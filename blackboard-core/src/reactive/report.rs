//! Pass Reports
//!
//! What a propagation pass did, for callers and for tests. The optional
//! [`PassLogger`] sees every node a pass touches as it happens; the
//! [`PassReport`] summarizes the pass once it is over.

use std::fmt;

use serde::Serialize;

use crate::graph::NodeId;

/// The stage of a pass a node was touched in.
#[derive(Debug, Clone, Copy, PartialEq, Eq, Hash, Serialize)]
pub enum Phase {
    Update,
    Eval,
    Finalize,
}

impl fmt::Display for Phase {
    fn fmt(&self, f: &mut fmt::Formatter<'_>) -> fmt::Result {
        match self {
            Phase::Update => f.write_str("update"),
            Phase::Eval => f.write_str("eval"),
            Phase::Finalize => f.write_str("finalize"),
        }
    }
}

/// Receives one event per node touched during a pass.
pub trait PassLogger {
    fn node_touched(&mut self, phase: Phase, depth: u32, node: NodeId, description: &str);
}

/// One recorded [`PassLogger`] event.
#[derive(Debug, Clone, PartialEq, Eq, Serialize)]
pub struct PassEvent {
    pub phase: Phase,
    pub depth: u32,
    pub node: NodeId,
    pub description: String,
}

/// A logger that keeps every event.
#[derive(Debug, Clone, Default)]
pub struct RecordingLogger {
    pub events: Vec<PassEvent>,
}

impl RecordingLogger {
    pub fn new() -> Self {
        Self::default()
    }

    /// How often `node` was touched in `phase`.
    pub fn count_for(&self, node: NodeId, phase: Phase) -> usize {
        self.events
            .iter()
            .filter(|e| e.node == node && e.phase == phase)
            .count()
    }

    /// Nodes touched in `phase`, in order.
    pub fn nodes_in(&self, phase: Phase) -> Vec<NodeId> {
        self.events
            .iter()
            .filter(|e| e.phase == phase)
            .map(|e| e.node)
            .collect()
    }
}

impl PassLogger for RecordingLogger {
    fn node_touched(&mut self, phase: Phase, depth: u32, node: NodeId, description: &str) {
        self.events.push(PassEvent {
            phase,
            depth,
            node,
            description: description.to_string(),
        });
    }
}

/// Summary of one pass.
#[derive(Debug, Clone, Default, PartialEq, Eq, Serialize)]
pub struct PassReport {
    /// Pass number. 0 when no evaluation ran.
    pub pass: u64,
    /// Nodes whose depth changed in the Update pass.
    pub depth_updates: usize,
    /// Nodes recomputed in the Eval pass.
    pub evaluated: usize,
    /// Value nodes whose value changed, in evaluation order.
    pub changed: Vec<NodeId>,
    /// Triggers that fired, in evaluation order.
    pub fired: Vec<NodeId>,
    /// Observer callbacks run during finalization.
    pub notifications: usize,
    /// Edits queued by observers, pending for the next pass.
    pub queued_edits: usize,
    /// Queued edits that could not be applied.
    pub rejected_edits: usize,
}

impl PassReport {
    /// Whether the pass did nothing at all.
    pub fn is_empty(&self) -> bool {
        self.depth_updates == 0
            && self.evaluated == 0
            && self.changed.is_empty()
            && self.fired.is_empty()
            && self.notifications == 0
            && self.queued_edits == 0
    }

    pub fn to_json(&self) -> serde_json::Result<String> {
        serde_json::to_string(self)
    }
}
:::
So that nothing is lost, retype every entry in the listing above exactly.

filename blackboard-core/src/reactive/report.rs
//! Pass Reports
//!
//! What a propagation pass did, for callers and for tests. The optional
//! [`PassLogger`] sees every node a pass touches as it happens; the
//! [`PassReport`] summarizes the pass once it is over.

use std::fmt;

use serde::Serialize;

use crate::graph::NodeId;

/// The stage of a pass a node was touched in.
#[derive(Debug, Clone, Copy, PartialEq, Eq, Hash, Serialize)]
pub enum Phase {
    Update,
    Eval,
    Finalize,
}

impl fmt::Display for Phase {
    fn fmt(&self, f: &mut fmt::Formatter<'_>) -> fmt::Result {
        match self {
            Phase::Update => f.write_str("update"),
            Phase::Eval => f.write_str("eval"),
            Phase::Finalize => f.write_str("finalize"),
        }
    }
}

/// Receives one event per node touched during a pass.
pub trait PassLogger {
    fn node_touched(&mut self, phase: Phase, depth: u32, node: NodeId, description: &str);
}

/// One recorded [`PassLogger`] event.
#[derive(Debug, Clone, PartialEq, Eq, Serialize)]
pub struct PassEvent {
    pub phase: Phase,
    pub depth: u32,
    pub node: NodeId,
    pub description: String,
}

/// A logger that keeps every event.
#[derive(Debug, Clone, Default)]
pub struct RecordingLogger {
    pub events: Vec<PassEvent>,
}

impl RecordingLogger {
    pub fn new() -> Self {
        Self::default()
    }

    /// How often `node` was touched in `phase`.
    pub fn count_for(&self, node: NodeId, phase: Phase) -> usize {
        self.events
            .iter()
            .filter(|e| e.node == node && e.phase == phase)
            .count()
    }

    /// Nodes touched in `phase`, in order.
    pub fn nodes_in(&self, phase: Phase) -> Vec<NodeId> {
        self.events
            .iter()
            .filter(|e| e.phase == phase)
            .map(|e| e.node)
            .collect()
    }
}

impl PassLogger for RecordingLogger {
    fn node_touched(&mut self, phase: Phase, depth: u32, node: NodeId, description: &str) {
        self.events.push(PassEvent {
            phase,
            depth,
            node,
            description: description.to_string(),
        });
    }
}

/// Summary of one pass.
#[derive(Debug, Clone, Default, PartialEq, Eq, Serialize)]
pub struct PassReport {
    /// Pass number. 0 when no evaluation ran.
    pub pass: u64,
    /// Nodes whose depth changed in the Update pass.
    pub depth_updates: usize,
    /// Nodes recomputed in the Eval pass.
    pub evaluated: usize,
    /// Value nodes whose value changed, in evaluation order.
    pub changed: Vec<NodeId>,
    /// Triggers that fired, in evaluation order.
    pub fired: Vec<NodeId>,
    /// Observer callbacks run during finalization.
    pub notifications: usize,
    /// Edits queued by observers, pending for the next pass.
    pub queued_edits: usize,
    /// Queued edits that could not be applied.
    pub rejected_edits: usize,
}

impl PassReport {
    /// Whether the pass did nothing at all.
    pub fn is_empty(&self) -> bool {
        self.depth_updates == 0
            && self.evaluated == 0
            && self.changed.is_empty()
            && self.fired.is_empty()
            && self.notifications == 0
            && self.queued_edits == 0
    }

    pub fn to_json(&self) -> serde_json::Result<String> {
        serde_json::to_string(self)
    }
}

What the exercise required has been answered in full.